//! Wire types for the inventory API response envelope.
//!
//! Success: `{status, meta: {count, total, cached}, data: [...]}`.
//! Failure: `{status: "error", code, message, meta: {retryAfter}}`, where a
//! `code` of 429 signals rate limiting in-body.

use serde::de::DeserializeOwned;
use serde::Deserialize;
use serde_json::Value;
use std::time::Duration;
use tracing::warn;

use super::error::ApiError;

/// Wait used when the server rate limits without saying for how long.
pub const DEFAULT_RETRY_AFTER: Duration = Duration::from_secs(1);

/// Longest advised wait honoured before retrying.
pub const MAX_RETRY_AFTER: Duration = Duration::from_secs(300);

const RATE_LIMIT_CODE: i64 = 429;

#[derive(Debug, Deserialize)]
struct ResponseEnvelope {
  #[serde(default)]
  status: Option<String>,
  #[serde(default)]
  meta: ResponseMeta,
  #[serde(default)]
  data: Option<Vec<Value>>,
  #[serde(default)]
  code: Option<Value>,
  #[serde(default)]
  message: Option<String>,
}

#[derive(Debug, Default, Deserialize)]
#[serde(rename_all = "camelCase")]
struct ResponseMeta {
  total: Option<u64>,
  #[serde(default)]
  cached: bool,
  /// Seconds
  retry_after: Option<f64>,
}

/// One page of a layer.
#[derive(Debug, Clone, PartialEq)]
pub struct Page<T> {
  pub rows: Vec<T>,
  /// Rows the server sent, including ones dropped as malformed. Pagination
  /// advances by this, not by `rows.len()`.
  pub received: usize,
  /// Server-reported size of the whole layer, when given
  pub total: Option<usize>,
  /// Server answered from its own cache
  pub cached: bool,
}

fn parse_code(code: &Value) -> Option<i64> {
  match code {
    Value::Number(n) => n.as_i64(),
    Value::String(s) => s.trim().parse().ok(),
    _ => None,
  }
}

/// Convert an advised wait in seconds into a duration, capped at
/// [`MAX_RETRY_AFTER`]. Negative or unrepresentable hints mean the default.
pub fn retry_after_from_secs(secs: Option<f64>) -> Duration {
  secs
    .and_then(|s| Duration::try_from_secs_f64(s).ok())
    .map_or(DEFAULT_RETRY_AFTER, |wait| wait.min(MAX_RETRY_AFTER))
}

/// Decode a response body into a page of `T`.
///
/// Rows that fail to deserialize are skipped with a warning rather than
/// failing the whole page.
pub fn decode_page<T: DeserializeOwned>(body: &[u8]) -> Result<Page<T>, ApiError> {
  let envelope: ResponseEnvelope =
    serde_json::from_slice(body).map_err(|e| ApiError::Decode(e.to_string()))?;

  if envelope.status.as_deref() == Some("error") {
    let code = envelope.code.as_ref().and_then(parse_code).unwrap_or(0);
    if code == RATE_LIMIT_CODE {
      return Err(ApiError::RateLimited {
        retry_after: retry_after_from_secs(envelope.meta.retry_after),
      });
    }
    return Err(ApiError::Server {
      code,
      message: envelope.message.unwrap_or_else(|| "unknown error".to_string()),
    });
  }

  let data = envelope
    .data
    .ok_or_else(|| ApiError::Decode("response has no data array".to_string()))?;
  let received = data.len();

  let mut rows = Vec::with_capacity(received);
  let mut malformed = 0usize;
  for value in data {
    match serde_json::from_value::<T>(value) {
      Ok(row) => rows.push(row),
      Err(e) => {
        malformed += 1;
        if malformed == 1 {
          warn!(error = %e, "Skipping malformed row");
        }
      }
    }
  }
  if malformed > 1 {
    warn!(malformed, "Skipped malformed rows in page");
  }

  Ok(Page {
    rows,
    received,
    total: envelope.meta.total.map(|t| t as usize),
    cached: envelope.meta.cached,
  })
}

#[cfg(test)]
mod tests {
  use super::*;
  use crate::layers::{EquipmentRecord, PartnerRecord};

  #[test]
  fn test_decode_success_page() {
    let body = br#"{
      "status": "success",
      "meta": {"count": 2, "total": 12000, "cached": true},
      "data": [
        {"electroId": "A01516", "address": "Rua A", "latitude": "-23.5", "longitude": -46.6},
        {"electroId": 42, "stopId": "S9"}
      ]
    }"#;

    let page: Page<EquipmentRecord> = decode_page(body).unwrap();
    assert_eq!(page.received, 2);
    assert_eq!(page.total, Some(12000));
    assert!(page.cached);
    assert_eq!(page.rows[1].electro_id.as_deref(), Some("42"));
  }

  #[test]
  fn test_in_body_rate_limit() {
    let body = br#"{"status":"error","code":429,"message":"slow down","meta":{"retryAfter":2}}"#;
    let err = decode_page::<EquipmentRecord>(body).unwrap_err();
    assert_eq!(
      err,
      ApiError::RateLimited {
        retry_after: Duration::from_secs(2)
      }
    );
  }

  #[test]
  fn test_rate_limit_without_hint_uses_default() {
    let body = br#"{"status":"error","code":"429"}"#;
    let err = decode_page::<EquipmentRecord>(body).unwrap_err();
    assert_eq!(
      err,
      ApiError::RateLimited {
        retry_after: DEFAULT_RETRY_AFTER
      }
    );
  }

  #[test]
  fn test_huge_retry_hint_is_capped() {
    let body = br#"{"status":"error","code":429,"meta":{"retryAfter":1e30}}"#;
    let err = decode_page::<EquipmentRecord>(body).unwrap_err();
    assert_eq!(
      err,
      ApiError::RateLimited {
        retry_after: MAX_RETRY_AFTER
      }
    );

    assert_eq!(retry_after_from_secs(Some(f64::INFINITY)), DEFAULT_RETRY_AFTER);
    assert_eq!(retry_after_from_secs(Some(-3.0)), DEFAULT_RETRY_AFTER);
    assert_eq!(
      retry_after_from_secs(Some(0.25)),
      Duration::from_millis(250)
    );
  }

  #[test]
  fn test_server_error() {
    let body = br#"{"status":"error","code":500,"message":"boom"}"#;
    let err = decode_page::<EquipmentRecord>(body).unwrap_err();
    assert_eq!(
      err,
      ApiError::Server {
        code: 500,
        message: "boom".into()
      }
    );
  }

  #[test]
  fn test_malformed_rows_are_skipped_but_counted() {
    let body = br#"{"status":"success","meta":{"total":3},"data":[
      {"stopId":"S1","enabled":true,"client":"claro"},
      "not an object",
      {"stopId":"S2","enabled":false}
    ]}"#;

    let page: Page<PartnerRecord> = decode_page(body).unwrap();
    assert_eq!(page.rows.len(), 2);
    assert_eq!(page.received, 3);
  }

  #[test]
  fn test_garbage_body_is_decode_error() {
    let err = decode_page::<EquipmentRecord>(b"<html>").unwrap_err();
    assert!(matches!(err, ApiError::Decode(_)));
  }
}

····················

● **Your task**
The answer is the records above restated word for word from their opening line through the line that holds "rate limiting in-body.", both included, and nothing else.

● **Answer box**
//! Wire types for the inventory API response envelope.
//!
//! Success: `{status, meta: {count, total, cached}, data: [...]}`.
//! Failure: `{status: "error", code, message, meta: {retryAfter}}`, where a
//! `code` of 429 signals rate limiting in-body.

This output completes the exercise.